And those questions are themselves kind of threatening. We don't like to admit them to ourselves or to others. We kind of gaslight ourselves. We kind of suppress them. But when we suppress them, they don't go away. They still stay there as a kind of lens through which you're interpreting daily experience.
So it's very, very helpful then when you can do what I call surfacing, when you can take that thing and you can put it into the space. You can see it for yourself and maybe share it with other people who help you to healthy kind of sustained ways to understand that thing. And something that became clear to me after reading the book, which is excellent, I'll hold it up, Ordinary Magic, you're very intentional with language. I feel like that's like one of the big takeaways from the book. Language is everything.
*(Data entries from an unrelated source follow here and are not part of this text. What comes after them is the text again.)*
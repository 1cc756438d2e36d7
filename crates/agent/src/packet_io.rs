//! Line-oriented packet I/O for the `run` command.
//!
//! Input lines are `[<ingress>] <hex>`; output lines are
//! `<verdict> rule=<n|-> gen=<generation> <hex>`.

use application::packet_pipeline::{PacketJob, ProcessedPacket};
use tokio::io::{AsyncBufReadExt, AsyncRead, AsyncWrite, AsyncWriteExt, BufReader};
use tokio::sync::mpsc;
use tokio_util::sync::CancellationToken;
use tracing::{debug, warn};

/// Parse one input line into a job.
pub fn parse_packet_line(line: &str) -> Result<PacketJob, String> {
    let tokens: Vec<&str> = line.split_whitespace().collect();
    let (ingress, hex_text) = match tokens.as_slice() {
        [hex_text] => (None, *hex_text),
        [ingress, hex_text] => {
            let id = ingress
                .parse::<u32>()
                .map_err(|_| format!("invalid ingress interface '{ingress}'"))?;
            (Some(id), *hex_text)
        }
        _ => return Err("expected '[<ingress>] <hex>'".to_string()),
    };
    let packet = hex::decode(hex_text).map_err(|e| format!("invalid packet hex: {e}"))?;
    Ok(PacketJob { ingress, packet })
}

/// Render a processed packet as one output line.
pub fn format_processed(processed: &ProcessedPacket) -> String {
    let rule = processed
        .outcome
        .rule
        .map_or_else(|| "-".to_string(), |n| n.to_string());
    format!(
        "{} rule={rule} gen={} {}",
        processed.outcome.verdict.as_str(),
        processed.outcome.generation,
        hex::encode(&processed.job.packet)
    )
}

/// Read packet lines, batching up to `batch_size` jobs. A partial batch is
/// flushed whenever the reader has nothing buffered, so interactive input
/// is not held back. Returns on EOF or cancellation; dropping `tx` lets
/// the worker finish.
pub async fn read_packets<R>(
    reader: R,
    tx: mpsc::Sender<Vec<PacketJob>>,
    batch_size: usize,
    cancel_token: CancellationToken,
) where
    R: AsyncRead + Unpin,
{
    let mut lines = BufReader::new(reader).lines();
    let mut batch = Vec::with_capacity(batch_size);
    let mut line_no: u64 = 0;

    loop {
        let next = tokio::select! {
            biased;
            () = cancel_token.cancelled() => break,
            next = lines.next_line() => next,
        };
        let line = match next {
            Ok(Some(line)) => line,
            Ok(None) => break,
            Err(e) => {
                warn!(error = %e, "packet input read failed");
                break;
            }
        };
        line_no += 1;

        let trimmed = line.trim();
        if trimmed.is_empty() || trimmed.starts_with('#') {
            continue;
        }
        match parse_packet_line(trimmed) {
            Ok(job) => batch.push(job),
            Err(reason) => {
                warn!(line = line_no, %reason, "skipping packet line");
                continue;
            }
        }

        if (batch.len() >= batch_size || lines.get_ref().buffer().is_empty())
            && tx.send(std::mem::take(&mut batch)).await.is_err()
        {
            warn!("packet worker channel closed");
            return;
        }
    }

    if !batch.is_empty() && tx.send(batch).await.is_err() {
        warn!("packet worker channel closed");
    }
    debug!(lines = line_no, "packet input finished");
}

/// Write one line per processed packet until the channel closes.
pub async fn write_verdicts<W>(mut rx: mpsc::Receiver<ProcessedPacket>, mut writer: W)
where
    W: AsyncWrite + Unpin,
{
    while let Some(processed) = rx.recv().await {
        let mut line = format_processed(&processed);
        line.push('\n');
        if let Err(e) = writer.write_all(line.as_bytes()).await {
            warn!(error = %e, "verdict output failed");
            return;
        }
        if rx.is_empty()
            && let Err(e) = writer.flush().await
        {
            warn!(error = %e, "verdict output flush failed");
            return;
        }
    }
    let _ = writer.flush().await;
}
You even have a subchapter called Guides and Guardrails, Nouns and Verbs. So can you give us a primer on language and how we should be thinking about it? Language is the way that we communicate.
communicate with each other. And a lot of this work that we do is trying to surface these thoughts and feelings that are kind of amorphous that we might be motivated to suppress and put them into a space and then understand them together. So I can understand it so you can understand it. And that gives us a kind of collective representation of what that thing is. And that representation can be healthy or it can be unhealthy.
So one of the just examples that I had in my personal life of this was of how surfacing like that can work. I was serving as the faculty advisor for the Stanford program in Berlin a few years ago. So I was at a Berlin, the group of Stanford undergraduates was at Berlin. I was with them in Berlin. The local staff had organized this dinner at a beautiful restaurant and I was sitting next to an undergraduate
I'd never met before. And so I just asked her to tell me about her life. And she said, like early in the conversation with complete forthrightness, she said, you know, I was a very competitive gymnast in high school. It was a big part of who I was and what I did. And I blew out my knee and then COVID happened. And just that like,
frankness with which she said this allowed me to kind of say back to her, frankly, the circumstance that I thought that might put a person into. So I said to her, did that make you depressed? And she said, absolutely. I was already seeing a therapist, but for sure.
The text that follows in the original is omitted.